WORK TO COMPLETE> Please return every line of the records below that holds the word "derive".

INFORMATION SHOWN>
####################
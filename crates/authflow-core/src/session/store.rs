//! Persisted session slots.
//!
//! The access token, refresh token and user record live under three
//! independent keys. Writes are not atomic across slots, so `load` validates
//! each slot on its own and treats anything missing or corrupt as absent.

use std::sync::Arc;

use tracing::{debug, info, warn};

use super::Session;
use crate::error::Result;
use crate::identity::Identity;
use crate::store::KeyValueStore;
use crate::token::{TokenPair, is_valid, remaining_seconds};

pub const ACCESS_TOKEN_KEY: &str = "access_token";
pub const REFRESH_TOKEN_KEY: &str = "refresh_token";
pub const USER_KEY: &str = "auth_user";

/// What a startup load found.
#[derive(Debug, Clone, PartialEq, Eq)]
pub enum LoadOutcome {
    /// Access token valid and user record intact.
    Active(Session),
    /// Access token unusable but this refresh token is still valid; the
    /// caller decides whether to refresh.
    RefreshRequired(String),
    /// Nothing usable persisted.
    Absent,
}

/// Reads and writes the session slots of a [`KeyValueStore`].
#[derive(Clone)]
pub struct SessionStore {
    kv: Arc<dyn KeyValueStore>,
}

impl SessionStore {
    pub fn new(kv: Arc<dyn KeyValueStore>) -> Self {
        Self { kv }
    }

    /// Persist all three slots.
    pub fn save(&self, session: &Session) -> Result<()> {
        self.kv.set(ACCESS_TOKEN_KEY, &session.tokens.access_token)?;
        match session.refresh_token() {
            Some(token) => self.kv.set(REFRESH_TOKEN_KEY, token)?,
            None => self.kv.remove(REFRESH_TOKEN_KEY)?,
        }
        self.kv
            .set(USER_KEY, &serde_json::to_string(&session.identity)?)?;
        debug!(sub = %session.identity.id, "Session saved");
        Ok(())
    }

    /// Reconstruct whatever is usable at `now`.
    pub fn load(&self, now: i64) -> LoadOutcome {
        let access = self.slot(ACCESS_TOKEN_KEY);
        let refresh = self.slot(REFRESH_TOKEN_KEY);
        let user = self.slot(USER_KEY).and_then(|raw| {
            serde_json::from_str::<Identity>(&raw)
                .inspect_err(|e| warn!(error = %e, "Stored user record is corrupt"))
                .ok()
        });

        info!(
            access = access.as_ref().map(|t| remaining_seconds(t, now)),
            refresh = refresh.as_ref().map(|t| remaining_seconds(t, now)),
            user = user.is_some(),
            "Loading stored session"
        );

        if let (Some(access_token), Some(identity)) = (&access, user) {
            if is_valid(access_token, now) {
                return LoadOutcome::Active(Session {
                    identity,
                    tokens: TokenPair {
                        access_token: access_token.clone(),
                        refresh_token: refresh.unwrap_or_default(),
                    },
                });
            }
        }

        match refresh {
            Some(token) if is_valid(&token, now) => LoadOutcome::RefreshRequired(token),
            _ => LoadOutcome::Absent,
        }
    }

    /// Remove every slot. Clearing an empty store is a no-op.
    pub fn clear(&self) -> Result<()> {
        self.kv.remove(ACCESS_TOKEN_KEY)?;
        self.kv.remove(REFRESH_TOKEN_KEY)?;
        self.kv.remove(USER_KEY)?;
        info!("Stored session cleared");
        Ok(())
    }

    fn slot(&self, key: &str) -> Option<String> {
        match self.kv.get(key) {
            Ok(value) => value.filter(|v| !v.is_empty()),
            Err(e) => {
                warn!(key, error = %e, "Unreadable session slot treated as absent");
                None
            }
        }
    }
}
####################
RESPONSE BELOW>
#[derive(Debug, Clone, PartialEq, Eq)]
#[derive(Clone)]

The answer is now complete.